* [Task]: The entries below are to be copied exactly, with nothing left out.

* [Supplied data]:
::::::::::

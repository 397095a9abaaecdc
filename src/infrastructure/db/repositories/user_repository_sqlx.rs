use async_trait::async_trait;
use sqlx::postgres::PgRow;
use sqlx::{Postgres, QueryBuilder, Row};
use uuid::Uuid;

use crate::application::dto::accounts::{NewAccount, ProfileFilter, ProfilePatch, ProfileSort};
use crate::application::ports::user_repository::{UserRepository, UserRow};
use crate::domain::accounts::profile::{Account, Profile};
use crate::domain::accounts::user::{Role, User};
use crate::infrastructure::db::PgPool;
use crate::infrastructure::db::repositories::{like_pattern, map_unique, order_by};

const PROFILE_SELECT: &str = r#"SELECT p.id AS profile_id, p.role, p.team_id, t.team_name,
       p.created_at AS profile_created_at,
       u.id AS user_id, u.username, u.email, u.first_name, u.last_name, u.is_active,
       u.created_at AS user_created_at
  FROM user_profiles p
  JOIN users u ON u.id = p.user_id
  LEFT JOIN maintenance_teams t ON t.id = p.team_id"#;

pub struct SqlxUserRepository {
    pub pool: PgPool,
}

impl SqlxUserRepository {
    pub fn new(pool: PgPool) -> Self {
        Self { pool }
    }
}

pub(crate) fn parse_role(raw: &str) -> anyhow::Result<Role> {
    Role::parse(raw).ok_or_else(|| anyhow::anyhow!("unknown role '{raw}'"))
}

fn map_user(r: &PgRow) -> User {
    User {
        id: r.get("user_id"),
        username: r.get("username"),
        email: r.get("email"),
        first_name: r.get("first_name"),
        last_name: r.get("last_name"),
        is_active: r.get("is_active"),
        created_at: r.get("user_created_at"),
    }
}

fn map_profile(r: &PgRow) -> anyhow::Result<Profile> {
    Ok(Profile {
        id: r.get("profile_id"),
        role: parse_role(r.get::<String, _>("role").as_str())?,
        team_id: r.get("team_id"),
        team_name: r.get("team_name"),
        user: map_user(r),
        created_at: r.get("profile_created_at"),
    })
}

#[async_trait]
impl UserRepository for SqlxUserRepository {
    async fn find_credentials(&self, username: &str) -> anyhow::Result<Option<UserRow>> {
        let row = sqlx::query(
            r#"SELECT id, username, is_active, password_hash FROM users WHERE username = $1"#,
        )
        .bind(username)
        .fetch_optional(&self.pool)
        .await?;
        Ok(row.map(|r| UserRow {
            id: r.get("id"),
            username: r.get("username"),
            is_active: r.get("is_active"),
            password_hash: r.try_get("password_hash").ok(),
        }))
    }

    async fn find_account(&self, id: Uuid) -> anyhow::Result<Option<Account>> {
        let row = sqlx::query(
            r#"SELECT u.id AS user_id, u.username, u.email, u.first_name, u.last_name,
                      u.is_active, u.created_at AS user_created_at, p.role, p.team_id
                 FROM users u
                 LEFT JOIN user_profiles p ON p.user_id = u.id
                WHERE u.id = $1"#,
        )
        .bind(id)
        .fetch_optional(&self.pool)
        .await?;
        let Some(r) = row else { return Ok(None) };
        let role = match r.get::<Option<String>, _>("role") {
            Some(raw) => Some(parse_role(&raw)?),
            None => None,
        };
        Ok(Some(Account {
            user: map_user(&r),
            role,
            team_id: r.get("team_id"),
        }))
    }

    async fn username_exists(&self, username: &str) -> anyhow::Result<bool> {
        let exists: bool =
            sqlx::query_scalar("SELECT EXISTS(SELECT 1 FROM users WHERE username = $1)")
                .bind(username)
                .fetch_one(&self.pool)
                .await?;
        Ok(exists)
    }

    async fn create_with_profile(&self, account: &NewAccount) -> anyhow::Result<Profile> {
        let mut tx = self.pool.begin().await?;
        let user_id: Uuid = sqlx::query_scalar(
            r#"INSERT INTO users (username, email, first_name, last_name, password_hash)
               VALUES ($1, $2, $3, $4, $5) RETURNING id"#,
        )
        .bind(&account.username)
        .bind(&account.email)
        .bind(&account.first_name)
        .bind(&account.last_name)
        .bind(&account.password_hash)
        .fetch_one(&mut *tx)
        .await
        .map_err(|e| map_unique(e, "username"))?;
        let profile_id: Uuid = sqlx::query_scalar(
            r#"INSERT INTO user_profiles (user_id, role, team_id) VALUES ($1, $2, $3) RETURNING id"#,
        )
        .bind(user_id)
        .bind(account.role.as_str())
        .bind(account.team_id)
        .fetch_one(&mut *tx)
        .await?;
        tx.commit().await?;
        self.get_profile(profile_id)
            .await?
            .ok_or_else(|| anyhow::anyhow!("profile {profile_id} missing after insert"))
    }

    async fn list_profiles(&self, filter: &ProfileFilter) -> anyhow::Result<Vec<Profile>> {
        let mut qb: QueryBuilder<Postgres> = QueryBuilder::new(PROFILE_SELECT);
        qb.push(" WHERE TRUE");
        if let Some(role) = filter.role {
            qb.push(" AND p.role = ").push_bind(role.as_str());
        }
        if let Some(team_id) = filter.team_id {
            qb.push(" AND p.team_id = ").push_bind(team_id);
        }
        if let Some(search) = filter.search.as_deref() {
            let like = like_pattern(search);
            qb.push(" AND (u.username ILIKE ")
                .push_bind(like.clone())
                .push(" OR u.first_name ILIKE ")
                .push_bind(like.clone())
                .push(" OR u.last_name ILIKE ")
                .push_bind(like)
                .push(")");
        }
        qb.push(order_by(&filter.ordering, |f| match f {
            ProfileSort::Username => "u.username",
            ProfileSort::Role => "p.role",
        }));
        let rows = qb.build().fetch_all(&self.pool).await?;
        rows.iter().map(map_profile).collect()
    }

    async fn get_profile(&self, id: Uuid) -> anyhow::Result<Option<Profile>> {
        let row = sqlx::query(&format!("{PROFILE_SELECT} WHERE p.id = $1"))
            .bind(id)
            .fetch_optional(&self.pool)
            .await?;
        row.as_ref().map(map_profile).transpose()
    }

    async fn update_profile(
        &self,
        id: Uuid,
        patch: &ProfilePatch,
    ) -> anyhow::Result<Option<Profile>> {
        let mut tx = self.pool.begin().await?;
        let mut qb: QueryBuilder<Postgres> =
            QueryBuilder::new("UPDATE user_profiles SET role = role");
        if let Some(role) = patch.role {
            qb.push(", role = ").push_bind(role.as_str());
        }
        if let Some(team_id) = patch.team_id {
            qb.push(", team_id = ").push_bind(team_id);
        }
        qb.push(" WHERE id = ").push_bind(id).push(" RETURNING user_id");
        let user_id: Option<Uuid> = qb
            .build_query_scalar()
            .fetch_optional(&mut *tx)
            .await?;
        let Some(user_id) = user_id else {
            return Ok(None);
        };

        let mut qb: QueryBuilder<Postgres> = QueryBuilder::new("UPDATE users SET id = id");
        if let Some(email) = &patch.email {
            qb.push(", email = ").push_bind(email.clone());
        }
        if let Some(first) = &patch.first_name {
            qb.push(", first_name = ").push_bind(first.clone());
        }
        if let Some(last) = &patch.last_name {
            qb.push(", last_name = ").push_bind(last.clone());
        }
        if let Some(active) = patch.is_active {
            qb.push(", is_active = ").push_bind(active);
        }
        if let Some(hash) = &patch.password_hash {
            qb.push(", password_hash = ").push_bind(hash.clone());
        }
        qb.push(" WHERE id = ").push_bind(user_id);
        qb.build().execute(&mut *tx).await?;
        tx.commit().await?;
        self.get_profile(id).await
    }

    async fn delete_profile(&self, id: Uuid) -> anyhow::Result<bool> {
        let res = sqlx::query(
            "DELETE FROM users WHERE id = (SELECT user_id FROM user_profiles WHERE id = $1)",
        )
        .bind(id)
        .execute(&self.pool)
        .await?;
        Ok(res.rows_affected() > 0)
    }
}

::::::::::

* [Result]:
repository 397095a9abaaecdc
filename src/infrastructure/db/repositories/user_repository_sqlx.rs
use async_trait::async_trait;
use sqlx::postgres::PgRow;
use sqlx::{Postgres, QueryBuilder, Row};
use uuid::Uuid;

use crate::application::dto::accounts::{NewAccount, ProfileFilter, ProfilePatch, ProfileSort};
use crate::application::ports::user_repository::{UserRepository, UserRow};
use crate::domain::accounts::profile::{Account, Profile};
use crate::domain::accounts::user::{Role, User};
use crate::infrastructure::db::PgPool;
use crate::infrastructure::db::repositories::{like_pattern, map_unique, order_by};

const PROFILE_SELECT: &str = r#"SELECT p.id AS profile_id, p.role, p.team_id, t.team_name,
       p.created_at AS profile_created_at,
       u.id AS user_id, u.username, u.email, u.first_name, u.last_name, u.is_active,
       u.created_at AS user_created_at
  FROM user_profiles p
  JOIN users u ON u.id = p.user_id
  LEFT JOIN maintenance_teams t ON t.id = p.team_id"#;

pub struct SqlxUserRepository {
    pub pool: PgPool,
}

impl SqlxUserRepository {
    pub fn new(pool: PgPool) -> Self {
        Self { pool }
    }
}

pub(crate) fn parse_role(raw: &str) -> anyhow::Result<Role> {
    Role::parse(raw).ok_or_else(|| anyhow::anyhow!("unknown role '{raw}'"))
}

fn map_user(r: &PgRow) -> User {
    User {
        id: r.get("user_id"),
        username: r.get("username"),
        email: r.get("email"),
        first_name: r.get("first_name"),
        last_name: r.get("last_name"),
        is_active: r.get("is_active"),
        created_at: r.get("user_created_at"),
    }
}

fn map_profile(r: &PgRow) -> anyhow::Result<Profile> {
    Ok(Profile {
        id: r.get("profile_id"),
        role: parse_role(r.get::<String, _>("role").as_str())?,
        team_id: r.get("team_id"),
        team_name: r.get("team_name"),
        user: map_user(r),
        created_at: r.get("profile_created_at"),
    })
}

#[async_trait]
impl UserRepository for SqlxUserRepository {
    async fn find_credentials(&self, username: &str) -> anyhow::Result<Option<UserRow>> {
        let row = sqlx::query(
            r#"SELECT id, username, is_active, password_hash FROM users WHERE username = $1"#,
        )
        .bind(username)
        .fetch_optional(&self.pool)
        .await?;
        Ok(row.map(|r| UserRow {
            id: r.get("id"),
            username: r.get("username"),
            is_active: r.get("is_active"),
            password_hash: r.try_get("password_hash").ok(),
        }))
    }

    async fn find_account(&self, id: Uuid) -> anyhow::Result<Option<Account>> {
        let row = sqlx::query(
            r#"SELECT u.id AS user_id, u.username, u.email, u.first_name, u.last_name,
                      u.is_active, u.created_at AS user_created_at, p.role, p.team_id
                 FROM users u
                 LEFT JOIN user_profiles p ON p.user_id = u.id
                WHERE u.id = $1"#,
        )
        .bind(id)
        .fetch_optional(&self.pool)
        .await?;
        let Some(r) = row else { return Ok(None) };
        let role = match r.get::<Option<String>, _>("role") {
            Some(raw) => Some(parse_role(&raw)?),
            None => None,
        };
        Ok(Some(Account {
            user: map_user(&r),
            role,
            team_id: r.get("team_id"),
        }))
    }

    async fn username_exists(&self, username: &str) -> anyhow::Result<bool> {
        let exists: bool =
            sqlx::query_scalar("SELECT EXISTS(SELECT 1 FROM users WHERE username = $1)")
                .bind(username)
                .fetch_one(&self.pool)
                .await?;
        Ok(exists)
    }

    async fn create_with_profile(&self, account: &NewAccount) -> anyhow::Result<Profile> {
        let mut tx = self.pool.begin().await?;
        let user_id: Uuid = sqlx::query_scalar(
            r#"INSERT INTO users (username, email, first_name, last_name, password_hash)
               VALUES ($1, $2, $3, $4, $5) RETURNING id"#,
        )
        .bind(&account.username)
        .bind(&account.email)
        .bind(&account.first_name)
        .bind(&account.last_name)
        .bind(&account.password_hash)
        .fetch_one(&mut *tx)
        .await
        .map_err(|e| map_unique(e, "username"))?;
        let profile_id: Uuid = sqlx::query_scalar(
            r#"INSERT INTO user_profiles (user_id, role, team_id) VALUES ($1, $2, $3) RETURNING id"#,
        )
        .bind(user_id)
        .bind(account.role.as_str())
        .bind(account.team_id)
        .fetch_one(&mut *tx)
        .await?;
        tx.commit().await?;
        self.get_profile(profile_id)
            .await?
            .ok_or_else(|| anyhow::anyhow!("profile {profile_id} missing after insert"))
    }

    async fn list_profiles(&self, filter: &ProfileFilter) -> anyhow::Result<Vec<Profile>> {
        let mut qb: QueryBuilder<Postgres> = QueryBuilder::new(PROFILE_SELECT);
        qb.push(" WHERE TRUE");
        if let Some(role) = filter.role {
            qb.push(" AND p.role = ").push_bind(role.as_str());
        }
        if let Some(team_id) = filter.team_id {
            qb.push(" AND p.team_id = ").push_bind(team_id);
        }
        if let Some(search) = filter.search.as_deref() {
            let like = like_pattern(search);
            qb.push(" AND (u.username ILIKE ")
                .push_bind(like.clone())
                .push(" OR u.first_name ILIKE ")
                .push_bind(like.clone())
                .push(" OR u.last_name ILIKE ")
                .push_bind(like)
                .push(")");
        }
        qb.push(order_by(&filter.ordering, |f| match f {
            ProfileSort::Username => "u.username",
            ProfileSort::Role => "p.role",
        }));
        let rows = qb.build().fetch_all(&self.pool).await?;
        rows.iter().map(map_profile).collect()
    }

    async fn get_profile(&self, id: Uuid) -> anyhow::Result<Option<Profile>> {
        let row = sqlx::query(&format!("{PROFILE_SELECT} WHERE p.id = $1"))
            .bind(id)
            .fetch_optional(&self.pool)
            .await?;
        row.as_ref().map(map_profile).transpose()
    }

    async fn update_profile(
        &self,
        id: Uuid,
        patch: &ProfilePatch,
    ) -> anyhow::Result<Option<Profile>> {
        let mut tx = self.pool.begin().await?;
        let mut qb: QueryBuilder<Postgres> =
            QueryBuilder::new("UPDATE user_profiles SET role = role");
        if let Some(role) = patch.role {
            qb.push(", role = ").push_bind(role.as_str());
        }
        if let Some(team_id) = patch.team_id {
            qb.push(", team_id = ").push_bind(team_id);
        }
        qb.push(" WHERE id = ").push_bind(id).push(" RETURNING user_id");
        let user_id: Option<Uuid> = qb
            .build_query_scalar()
            .fetch_optional(&mut *tx)
            .await?;
        let Some(user_id) = user_id else {
            return Ok(None);
        };

        let mut qb: QueryBuilder<Postgres> = QueryBuilder::new("UPDATE users SET id = id");
        if let Some(email) = &patch.email {
            qb.push(", email = ").push_bind(email.clone());
        }
        if let Some(first) = &patch.first_name {
            qb.push(", first_name = ").push_bind(first.clone());
        }
        if let Some(last) = &patch.last_name {
            qb.push(", last_name = ").push_bind(last.clone());
        }
        if let Some(active) = patch.is_active {
            qb.push(", is_active = ").push_bind(active);
        }
        if let Some(hash) = &patch.password_hash {
            qb.push(", password_hash = ").push_bind(hash.clone());
        }
        qb.push(" WHERE id = ").push_bind(user_id);
        qb.build().execute(&mut *tx).await?;
        tx.commit().await?;
        self.get_profile(id).await
    }

    async fn delete_profile(&self, id: Uuid) -> anyhow::Result<bool> {
        let res = sqlx::query(
            "DELETE FROM users WHERE id = (SELECT user_id FROM user_profiles WHERE id = $1)",
        )
        .bind(id)
        .execute(&self.pool)
        .await?;
        Ok(res.rows_affected() > 0)
    }
}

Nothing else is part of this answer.